━━ DATA EXCERPTS ━━
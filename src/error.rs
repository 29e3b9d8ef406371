use thiserror::Error;

/// Main error type for RAGEval
#[derive(Error, Debug)]
pub enum RagevalError {
    /// Chunk id not present in the store
    #[error("Chunk not found: {0}")]
    NotFound(String),

    /// Retriever used before `index()` was called
    #[error("Retriever has not been indexed")]
    NotIndexed,

    /// `index()` called with no chunks
    #[error("Cannot index an empty corpus")]
    EmptyCorpus,

    /// Answer generation failed after exhausting retries
    #[error("Generation failed: {0}")]
    Generation(String),

    /// Judge response did not contain a usable fact-count object
    #[error("Factuality parse error: {0}")]
    FactualityParse(String),

    /// A finalized run with this name already exists
    #[error("Run already exists: {0} (pass overwrite to replace it)")]
    DuplicateRun(String),

    /// No finalized run with this name
    #[error("Run not found: {0}")]
    RunNotFound(String),

    /// Run artifacts exist but are inconsistent
    #[error("Corrupt run {run}: {reason}")]
    CorruptRun { run: String, reason: String },

    /// A worker task panicked or was aborted
    #[error("Worker error: {0}")]
    Worker(String),

    /// Remote completion endpoint errors
    #[error("Completion API error: {0}")]
    Completion(String),

    /// Remote call abandoned because the run was cancelled
    #[error("Cancelled: {0}")]
    Cancelled(String),

    /// Embedding API errors
    #[error("Embedding API error: {0}")]
    Embedding(String),

    /// Configuration errors
    #[error("Configuration error: {0}")]
    Config(String),

    /// Invalid input
    #[error("Invalid input: {0}")]
    InvalidInput(String),

    /// File system I/O errors
    #[error("IO error: {0}")]
    Io(#[from] std::io::Error),

    /// JSON (de)serialization errors
    #[error("JSON error: {0}")]
    Json(#[from] serde_json::Error),
}

impl RagevalError {
    /// Whether this error must abort the whole run.
    ///
    /// Per-example errors (remote calls, generation, factuality parsing) are
    /// recorded on the example and the run continues; everything else is a
    /// configuration or usage error.
    pub fn is_fatal(&self) -> bool {
        !matches!(
            self,
            RagevalError::Generation(_)
                | RagevalError::FactualityParse(_)
                | RagevalError::Completion(_)
                | RagevalError::Cancelled(_)
                | RagevalError::Embedding(_)
        )
    }
}

/// Convenient Result type using RagevalError
pub type Result<T> = std::result::Result<T, RagevalError>;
━━━
**PROBLEM STATEMENT**.
Reproduce the listing exactly. Every line stays as it is.

**REPLY**.
filename src/error.rs
repository 29e3b9d8ef406371
use thiserror::Error;

/// Main error type for RAGEval
#[derive(Error, Debug)]
pub enum RagevalError {
    /// Chunk id not present in the store
    #[error("Chunk not found: {0}")]
    NotFound(String),

    /// Retriever used before `index()` was called
    #[error("Retriever has not been indexed")]
    NotIndexed,

    /// `index()` called with no chunks
    #[error("Cannot index an empty corpus")]
    EmptyCorpus,

    /// Answer generation failed after exhausting retries
    #[error("Generation failed: {0}")]
    Generation(String),

    /// Judge response did not contain a usable fact-count object
    #[error("Factuality parse error: {0}")]
    FactualityParse(String),

    /// A finalized run with this name already exists
    #[error("Run already exists: {0} (pass overwrite to replace it)")]
    DuplicateRun(String),

    /// No finalized run with this name
    #[error("Run not found: {0}")]
    RunNotFound(String),

    /// Run artifacts exist but are inconsistent
    #[error("Corrupt run {run}: {reason}")]
    CorruptRun { run: String, reason: String },

    /// A worker task panicked or was aborted
    #[error("Worker error: {0}")]
    Worker(String),

    /// Remote completion endpoint errors
    #[error("Completion API error: {0}")]
    Completion(String),

    /// Remote call abandoned because the run was cancelled
    #[error("Cancelled: {0}")]
    Cancelled(String),

    /// Embedding API errors
    #[error("Embedding API error: {0}")]
    Embedding(String),

    /// Configuration errors
    #[error("Configuration error: {0}")]
    Config(String),

    /// Invalid input
    #[error("Invalid input: {0}")]
    InvalidInput(String),

    /// File system I/O errors
    #[error("IO error: {0}")]
    Io(#[from] std::io::Error),

    /// JSON (de)serialization errors
    #[error("JSON error: {0}")]
    Json(#[from] serde_json::Error),
}

impl RagevalError {
    /// Whether this error must abort the whole run.
    ///
    /// Per-example errors (remote calls, generation, factuality parsing) are
    /// recorded on the example and the run continues; everything else is a
    /// configuration or usage error.
    pub fn is_fatal(&self) -> bool {
        !matches!(
            self,
            RagevalError::Generation(_)
                | RagevalError::FactualityParse(_)
                | RagevalError::Completion(_)
                | RagevalError::Cancelled(_)
                | RagevalError::Embedding(_)
        )
    }
}

/// Convenient Result type using RagevalError
pub type Result<T> = std::result::Result<T, RagevalError>;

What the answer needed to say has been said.